The ABA’s Before the Bar publication highlighted the role of tacit knowledge and why it’s so important to aspiring lawyers:

Your goal should be to gain tacit knowledge in order to build your practical skill set. To do this, attorneys need to transfer their tacit knowledge to you and the most effective way to do this is through extensive personal contact, regular interaction and trust. In other words, tacit knowledge is transferred through practice.

Summer associates cannot be expected to have the tacit knowledge that veteran lawyers in a practice area do. But summer associates who show they can pick up tacit knowledge quickly and apply it in their work are likely to stand out. For example a patent lawyer needs different ways of communicating with engineering clients and generalist judges. That’s maybe not a great example of tacit knowledge because it’s not so difficult to share.

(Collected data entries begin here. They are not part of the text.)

//! Request/response contract over the ShowGo store.
//!
//! HTTP route wiring lives elsewhere; this crate turns store results into
//! status codes and JSON bodies.

pub mod api;

pub use api::{ApiResponse, ShowGoApi, UserView};
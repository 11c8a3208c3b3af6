//! Event use-case service.
//!
//! # Responsibility
//! - Provide event create/get/list entry points for API and CLI callers.
//! - Compose store listings with the category filter.
//!
//! # Invariants
//! - Service APIs never bypass the repository contract.
//! - Listings keep store order (creation time, then insertion).

use crate::filter::CategoryFilter;
use crate::model::event::{Event, EventId, NewEvent};
use crate::repo::EventRepository;
use log::info;

/// Use-case service wrapper for event operations.
pub struct EventService<R: EventRepository> {
    repo: R,
}

impl<R: EventRepository> EventService<R> {
    /// Creates a service using the provided repository implementation.
    pub fn new(repo: R) -> Self {
        Self { repo }
    }

    /// Creates an event; the store assigns `id` and `created_at`.
    pub fn create_event(&self, input: NewEvent) -> Event {
        let event = self.repo.create_event(input);
        info!(
            "event=event_create module=service status=ok id={} category_len={}",
            event.id,
            event.category.len()
        );
        event
    }

    /// Gets one event by ID. `None` means not found.
    pub fn get_event(&self, id: EventId) -> Option<Event> {
        self.repo.get_event(id)
    }

    /// Lists every event ordered by creation time.
    pub fn list_events(&self) -> Vec<Event> {
        self.repo.list_events()
    }

    /// Lists events matching `filter`, in listing order.
    pub fn list_events_in_category(&self, filter: &CategoryFilter) -> Vec<Event> {
        filter.apply(&self.repo.list_events())
    }
}
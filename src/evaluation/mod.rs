//! Quality checks for generated text.
//!
//! Two tools compare a response against a trusted reference:
//!
//! - [`ResponseEvaluator`] scores overlap with deterministic metrics (TF-IDF cosine, token
//!   Jaccard, length ratio). No model call is involved.
//! - [`HallucinationChecker`] asks the LLM to list statements in the response that the
//!   reference does not support, and validates the reply against a typed schema.

mod hallucination;
mod metrics;

pub use hallucination::{
    HALLUCINATION_SYSTEM_PROMPT, HallucinationCheck, HallucinationCheckMetadata,
    HallucinationChecker, HallucinationVerdict,
};
pub use metrics::{
    ConcisenessMetric, CosineSimilarityMetric, EvaluationMetadata, LexicalSimilarityMetric,
    ResponseEvaluation, ResponseEvaluator, SimilarityMetric, SimilarityScores,
};

use crate::llm::LlmClientError;
use thiserror::Error;

/// Errors raised by the evaluation tools.
#[derive(Debug, Error)]
pub enum EvaluationError {
    /// A required input was empty or whitespace.
    #[error("`{0}` must not be empty")]
    EmptyInput(&'static str),
    /// The LLM call failed.
    #[error(transparent)]
    Llm(#[from] LlmClientError),
    /// The model reply did not match the verdict schema.
    #[error("Invalid output data: {0}")]
    SchemaValidationFailed(String),
}

fn require_text(field: &'static str, value: &str) -> Result<(), EvaluationError> {
    if value.trim().is_empty() {
        tracing::error!(field, "Evaluation input is empty");
        return Err(EvaluationError::EmptyInput(field));
    }
    Ok(())
}

fn current_timestamp_rfc3339() -> String {
    time::OffsetDateTime::now_utc()
        .format(&time::format_description::well_known::Rfc3339)
        .unwrap_or_else(|_| "1970-01-01T00:00:00Z".to_string())
}
use std::sync::atomic::{AtomicU64, Ordering};

/// Thread-safe counters describing summarization activity.
#[derive(Default)]
pub struct SummaryMetrics {
    documents_summarized: AtomicU64,
    chunks_summarized: AtomicU64,
    texts_summarized: AtomicU64,
    failed_runs: AtomicU64,
}

impl SummaryMetrics {
    /// Create an empty metrics accumulator.
    pub fn new() -> Self {
        Self::default()
    }

    /// Record a finished PDF run and the number of chunks it summarized.
    pub fn record_document(&self, chunk_count: u64) {
        self.documents_summarized.fetch_add(1, Ordering::Relaxed);
        self.chunks_summarized
            .fetch_add(chunk_count, Ordering::Relaxed);
    }

    /// Record a standalone text summarization.
    pub fn record_text(&self) {
        self.texts_summarized.fetch_add(1, Ordering::Relaxed);
    }

    /// Record a run or call that ended in an error.
    pub fn record_failure(&self) {
        self.failed_runs.fetch_add(1, Ordering::Relaxed);
    }

    /// Return a snapshot of the current counters.
    pub fn snapshot(&self) -> MetricsSnapshot {
        MetricsSnapshot {
            documents_summarized: self.documents_summarized.load(Ordering::Relaxed),
            chunks_summarized: self.chunks_summarized.load(Ordering::Relaxed),
            texts_summarized: self.texts_summarized.load(Ordering::Relaxed),
            failed_runs: self.failed_runs.load(Ordering::Relaxed),
        }
    }
}

/// Immutable view of summarization counters used for reporting.
#[derive(Debug, Clone, Copy, PartialEq, Eq, serde::Serialize)]
#[serde(rename_all = "camelCase")]
pub struct MetricsSnapshot {
    /// PDF runs that reached their final summary since startup.
    pub documents_summarized: u64,
    /// Total chunks summarized across finished PDF runs.
    pub chunks_summarized: u64,
    /// Standalone text summarizations.
    pub texts_summarized: u64,
    /// Runs or calls that ended in an error.
    pub failed_runs: u64,
}
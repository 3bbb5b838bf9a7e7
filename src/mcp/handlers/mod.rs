//! Tool handlers for the MCP server.

use rmcp::{ErrorData as McpError, model::JsonObject};
use serde::de::DeserializeOwned;
use serde_json::Value;

pub mod evaluate;
pub mod extract;
pub mod language;
pub mod metrics;
pub mod summarize;

/// Parse structured arguments supplied to a tool invocation.
pub(crate) fn parse_arguments<T: DeserializeOwned>(
    arguments: Option<JsonObject>,
) -> Result<T, McpError> {
    let value = arguments
        .map(Value::Object)
        .unwrap_or_else(|| Value::Object(JsonObject::new()));
    serde_json::from_value(value)
        .map_err(|err| McpError::invalid_params(format!("Invalid arguments: {err}"), None))
}

/// Reject blank string arguments.
pub(crate) fn require_non_empty(field: &str, value: &str) -> Result<(), McpError> {
    if value.trim().is_empty() {
        return Err(McpError::invalid_params(
            format!("`{field}` must not be empty"),
            None,
        ));
    }
    Ok(())
}
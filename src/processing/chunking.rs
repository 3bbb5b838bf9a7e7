//! Word-bounded chunking and language-aware chunk sizing.
//!
//! Highlights:
//!
//! - Chunks are groups of whitespace-separated words re-joined with single spaces, so the
//!   original word sequence is always recoverable by splitting each chunk again.
//! - Overlap: consecutive windows can share a fixed number of trailing/leading words so the
//!   summarizer sees context that straddles a boundary.
//! - Laziness: [`WordChunks`] builds each chunk on demand; callers may start summarizing the
//!   first chunk before later ones exist.
//! - Sizing: [`decide_chunk_size`] maps a detected language to a word budget. CJK text packs
//!   more meaning per word, so it gets smaller chunks.

use std::iter::FusedIterator;

use super::types::ChunkingError;

/// Chunk size used for languages without an explicit mapping.
pub const DEFAULT_CHUNK_SIZE: usize = 600;

/// Words shared between consecutive chunks during PDF summarization.
pub const DEFAULT_CHUNK_OVERLAP: usize = 50;

/// Smallest chunk size [`decide_chunk_size`] can pick for a mapped language.
pub const MIN_MAPPED_CHUNK_SIZE: usize = 300;

/// Check an overlap against every chunk size a run may select.
///
/// A run picks either a mapped size (at least [`MIN_MAPPED_CHUNK_SIZE`]) or
/// `default_chunk_size`, so the overlap must be smaller than both.
pub fn validate_chunking(overlap: usize, default_chunk_size: usize) -> Result<(), ChunkingError> {
    if default_chunk_size == 0 {
        return Err(ChunkingError::InvalidChunkSize);
    }
    let smallest = default_chunk_size.min(MIN_MAPPED_CHUNK_SIZE);
    if overlap >= smallest {
        return Err(ChunkingError::OverlapTooLarge {
            overlap,
            chunk_size: smallest,
        });
    }
    Ok(())
}

/// Splits text into word-bounded chunks of at most `chunk_size` words.
#[derive(Debug, Clone, Copy, PartialEq, Eq)]
pub struct Chunker {
    chunk_size: usize,
}

impl Chunker {
    /// Build a chunker, rejecting a zero chunk size.
    pub fn new(chunk_size: usize) -> Result<Self, ChunkingError> {
        if chunk_size == 0 {
            tracing::error!(chunk_size, "chunk_size must be > 0");
            return Err(ChunkingError::InvalidChunkSize);
        }
        Ok(Self { chunk_size })
    }

    /// Yield non-overlapping chunks in original word order.
    ///
    /// Empty or whitespace-only text yields nothing.
    pub fn chunk_text<'a>(&self, text: &'a str) -> WordChunks<'a> {
        let words = collect_words(text);
        tracing::debug!(
            words = words.len(),
            chunk_size = self.chunk_size,
            "Splitting text into non-overlapping chunks"
        );
        WordChunks::new(words, self.chunk_size, self.chunk_size)
    }

    /// Yield sliding-window chunks that share `overlap` words with their predecessor.
    ///
    /// The window advances by `chunk_size - overlap` words; the last window is clipped to the
    /// remaining words and emitted exactly once. Fails when `overlap >= chunk_size` unless
    /// the text is empty.
    pub fn chunk_text_with_overlap<'a>(
        &self,
        text: &'a str,
        overlap: usize,
    ) -> Result<WordChunks<'a>, ChunkingError> {
        if overlap >= self.chunk_size && !text.is_empty() {
            tracing::error!(
                overlap,
                chunk_size = self.chunk_size,
                "overlap must be smaller than chunk_size"
            );
            return Err(ChunkingError::OverlapTooLarge {
                overlap,
                chunk_size: self.chunk_size,
            });
        }

        let words = collect_words(text);
        // Empty text may carry any overlap; clamp so the step stays positive.
        let step = self.chunk_size.saturating_sub(overlap).max(1);
        tracing::debug!(
            words = words.len(),
            chunk_size = self.chunk_size,
            overlap,
            step,
            "Creating overlapping chunks"
        );
        Ok(WordChunks::new(words, self.chunk_size, step))
    }
}

fn collect_words(text: &str) -> Vec<&str> {
    text.split_whitespace().collect()
}

/// Lazy sequence of word-bounded chunks.
///
/// Produced by [`Chunker::chunk_text`] and [`Chunker::chunk_text_with_overlap`]. Not
/// restartable: iterate a fresh sequence to start over.
#[derive(Debug, Clone)]
pub struct WordChunks<'a> {
    words: Vec<&'a str>,
    chunk_size: usize,
    step: usize,
    start: usize,
    finished: bool,
}

impl<'a> WordChunks<'a> {
    fn new(words: Vec<&'a str>, chunk_size: usize, step: usize) -> Self {
        let finished = words.is_empty();
        Self {
            words,
            chunk_size,
            step,
            start: 0,
            finished,
        }
    }

    /// Total number of words in the source text.
    pub fn word_count(&self) -> usize {
        self.words.len()
    }

    fn remaining(&self) -> usize {
        if self.finished {
            return 0;
        }
        let end = self.start + self.chunk_size;
        if end >= self.words.len() {
            1
        } else {
            1 + (self.words.len() - end).div_ceil(self.step)
        }
    }
}

impl Iterator for WordChunks<'_> {
    type Item = String;

    fn next(&mut self) -> Option<Self::Item> {
        if self.finished {
            return None;
        }

        let end = (self.start + self.chunk_size).min(self.words.len());
        let chunk = self.words[self.start..end].join(" ");
        if end == self.words.len() {
            self.finished = true;
        } else {
            self.start += self.step;
        }
        Some(chunk)
    }

    fn size_hint(&self) -> (usize, Option<usize>) {
        let remaining = self.remaining();
        (remaining, Some(remaining))
    }
}

impl ExactSizeIterator for WordChunks<'_> {}

impl FusedIterator for WordChunks<'_> {}

/// Recommend a chunk size (in words) for a detected language.
///
/// The language tag is reduced to its primary subtag (`"en-US"` → `"en"`) and lower-cased.
/// Unmapped, empty, or missing languages fall back to `default`.
pub fn decide_chunk_size(language: Option<&str>, default: usize) -> usize {
    let Some(primary) = language
        .and_then(|tag| tag.split(['-', '_']).next())
        .map(|subtag| subtag.trim().to_ascii_lowercase())
        .filter(|subtag| !subtag.is_empty())
    else {
        return default;
    };

    match primary.as_str() {
        "en" | "es" | "fr" | "de" => 600,
        "ar" => 500,
        "zh" | "ja" | "ko" => MIN_MAPPED_CHUNK_SIZE,
        _ => default,
    }
}

#[cfg(test)]
mod tests {
    use super::*;

    fn numbered_words(count: usize) -> String {
        (1..=count)
            .map(|n| format!("w{n}"))
            .collect::<Vec<_>>()
            .join(" ")
    }

    fn words_of(chunk: &str) -> Vec<&str> {
        chunk.split_whitespace().collect()
    }

    #[test]
    fn zero_chunk_size_is_rejected() {
        assert_eq!(Chunker::new(0), Err(ChunkingError::InvalidChunkSize));
    }

    #[test]
    fn chunk_text_groups_words() {
        let chunker = Chunker::new(2).unwrap();
        let chunks: Vec<_> = chunker.chunk_text("one two three four five").collect();
        assert_eq!(chunks, vec!["one two", "three four", "five"]);
    }

    #[test]
    fn chunk_text_normalizes_whitespace() {
        let chunker = Chunker::new(3).unwrap();
        let chunks: Vec<_> = chunker.chunk_text("  alpha\n\tbeta   gamma\r\ndelta ").collect();
        assert_eq!(chunks, vec!["alpha beta gamma", "delta"]);
    }

    #[test]
    fn empty_and_blank_text_yield_nothing() {
        let chunker = Chunker::new(4).unwrap();
        assert_eq!(chunker.chunk_text("").count(), 0);
        assert_eq!(chunker.chunk_text(" \n\t ").count(), 0);
        assert_eq!(chunker.chunk_text_with_overlap("", 10).unwrap().count(), 0);
        assert_eq!(chunker.chunk_text_with_overlap("   ", 1).unwrap().count(), 0);
    }

    #[test]
    fn chunk_count_matches_ceiling_and_words_reconstruct() {
        for (word_count, chunk_size) in [(1, 1), (7, 3), (9, 3), (10, 600), (1201, 600)] {
            let text = numbered_words(word_count);
            let chunker = Chunker::new(chunk_size).unwrap();
            let chunks: Vec<_> = chunker.chunk_text(&text).collect();
            assert_eq!(chunks.len(), word_count.div_ceil(chunk_size));

            let rebuilt: Vec<&str> = chunks.iter().flat_map(|c| words_of(c)).collect();
            assert_eq!(rebuilt, words_of(&text));
        }
    }

    #[test]
    fn overlap_windows_share_exactly_k_words() {
        let text = numbered_words(23);
        let chunker = Chunker::new(5).unwrap();
        let chunks: Vec<_> = chunker.chunk_text_with_overlap(&text, 2).unwrap().collect();

        assert_eq!(chunks.first().map(String::as_str), Some("w1 w2 w3 w4 w5"));
        for pair in chunks.windows(2) {
            let previous = words_of(&pair[0]);
            let current = words_of(&pair[1]);
            if previous.len() == 5 && current.len() >= 2 {
                assert_eq!(&previous[previous.len() - 2..], &current[..2]);
            }
        }
        assert_eq!(chunks.last().map(String::as_str), Some("w19 w20 w21 w22 w23"));
    }

    #[test]
    fn final_window_is_clipped_and_emitted_once() {
        let text = numbered_words(8);
        let chunker = Chunker::new(5).unwrap();
        let chunks: Vec<_> = chunker.chunk_text_with_overlap(&text, 1).unwrap().collect();
        assert_eq!(chunks, vec!["w1 w2 w3 w4 w5", "w5 w6 w7 w8"]);
    }

    #[test]
    fn short_text_yields_single_chunk_with_overlap() {
        let chunker = Chunker::new(600).unwrap();
        let chunks: Vec<_> = chunker
            .chunk_text_with_overlap("just a few words", 50)
            .unwrap()
            .collect();
        assert_eq!(chunks, vec!["just a few words"]);
    }

    #[test]
    fn overlap_not_smaller_than_chunk_size_is_rejected() {
        let chunker = Chunker::new(3).unwrap();
        assert_eq!(
            chunker.chunk_text_with_overlap("a b c d", 3).unwrap_err(),
            ChunkingError::OverlapTooLarge {
                overlap: 3,
                chunk_size: 3
            }
        );
        assert!(chunker.chunk_text_with_overlap("a b c d", 7).is_err());
    }

    #[test]
    fn settings_must_leave_room_for_every_selectable_size() {
        assert_eq!(validate_chunking(50, 600), Ok(()));
        assert_eq!(validate_chunking(99, 100), Ok(()));
        assert_eq!(
            validate_chunking(300, 600),
            Err(ChunkingError::OverlapTooLarge {
                overlap: 300,
                chunk_size: 300,
            })
        );
        assert_eq!(
            validate_chunking(100, 100),
            Err(ChunkingError::OverlapTooLarge {
                overlap: 100,
                chunk_size: 100,
            })
        );
        assert_eq!(validate_chunking(0, 0), Err(ChunkingError::InvalidChunkSize));
    }

    #[test]
    fn size_hint_is_exact() {
        let text = numbered_words(23);
        let chunker = Chunker::new(5).unwrap();
        let mut chunks = chunker.chunk_text_with_overlap(&text, 2).unwrap();
        let expected = chunks.clone().count();
        assert_eq!(chunks.len(), expected);
        chunks.next();
        assert_eq!(chunks.len(), expected - 1);

        let plain = chunker.chunk_text(&text);
        assert_eq!(plain.len(), 5);
        assert_eq!(plain.word_count(), 23);
    }

    #[test]
    fn language_policy_maps_known_codes() {
        assert_eq!(decide_chunk_size(Some("en-US"), DEFAULT_CHUNK_SIZE), 600);
        assert_eq!(decide_chunk_size(Some("FR"), DEFAULT_CHUNK_SIZE), 600);
        assert_eq!(decide_chunk_size(Some("ar"), DEFAULT_CHUNK_SIZE), 500);
        assert_eq!(decide_chunk_size(Some("zh"), DEFAULT_CHUNK_SIZE), 300);
        assert_eq!(decide_chunk_size(Some("zh_Hant"), DEFAULT_CHUNK_SIZE), 300);
        assert_eq!(decide_chunk_size(Some("ja"), DEFAULT_CHUNK_SIZE), 300);
    }

    #[test]
    fn language_policy_falls_back_to_default() {
        assert_eq!(decide_chunk_size(None, DEFAULT_CHUNK_SIZE), 600);
        assert_eq!(decide_chunk_size(Some(""), DEFAULT_CHUNK_SIZE), 600);
        assert_eq!(decide_chunk_size(Some("xx"), DEFAULT_CHUNK_SIZE), 600);
        assert_eq!(decide_chunk_size(Some("xx"), 450), 450);
    }
}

Perhaps a better example is what it’s like to work with clients who don’t necessarily feel a great deal of affection and affinity for the law or lawyers in general. To take this social example a bit further, what is it like to work with clients who have a strong in-group identity? Let’s take doctors or more specifically surgeons, for example. Clients with a strong in-group identity may or not be willing to trust lawyers hovering at the edges of the in-group, and the most effective lawyers are highly perceptive about how to work with such clients. (Highly successful sports and entertainment lawyers come to mind here as well.)

Tacit knowledge about how a lawyer and a law firm go about working with such clients can help not just in a general social sense but with performing the substance of the work. The way a lawyer would communicate with such clients is very different from communicating with a legal writing professor or a senior lawyer. The substance of how to be successful in these settings goes beyond broad statements like “think of your audience” and easily transferable points like “don’t use legal jargon with non-lawyers.” In the ABA article, author Max Rosenthal went on to assert that all practical legal skills are rooted in tacit knowledge—not only writing and communication, but analysis itself.

Listening can help a summer associate begin to access some of this tacit knowledge. Through “shadow” programs and being invited along on a deposition or other legal event, summer associates can  just watch, listen, and learn. As with good law-school externships, these opportunities may be some of the most inclusive and rare opportunities to listen and learn, relatively free as they are of the pressure to bill time.

Tacit knowledge is, by definition, difficult to access directly. But conversations with lawyers in a practice area may be a start. Good conversations before any particular assignment can yield information about how lawyers do their job well in a particular practice area with particular types of clients. Show curiosity. Ask them about their experiences, successes, and challenges in that practice. What do they wish they had known when they started? Listen carefully to their words, and watch their nonverbal communication as they share their experiences. What are they telling with their nonverbal communication, as well as showing with their words? All of this information is valuable toward understanding this person and this person’s experience in this area of law. For good listeners who are curious, every piece of information they collect helps them do their work more effectively.

Social skills

Summer associates need to show that not only can they do the work, but they are also a “good fit” at the firm internally and can be trusted to interact with clients. These concerns mean summer associates should work on all kinds of social skills such as dressing appropriately and monitoring alcohol intake.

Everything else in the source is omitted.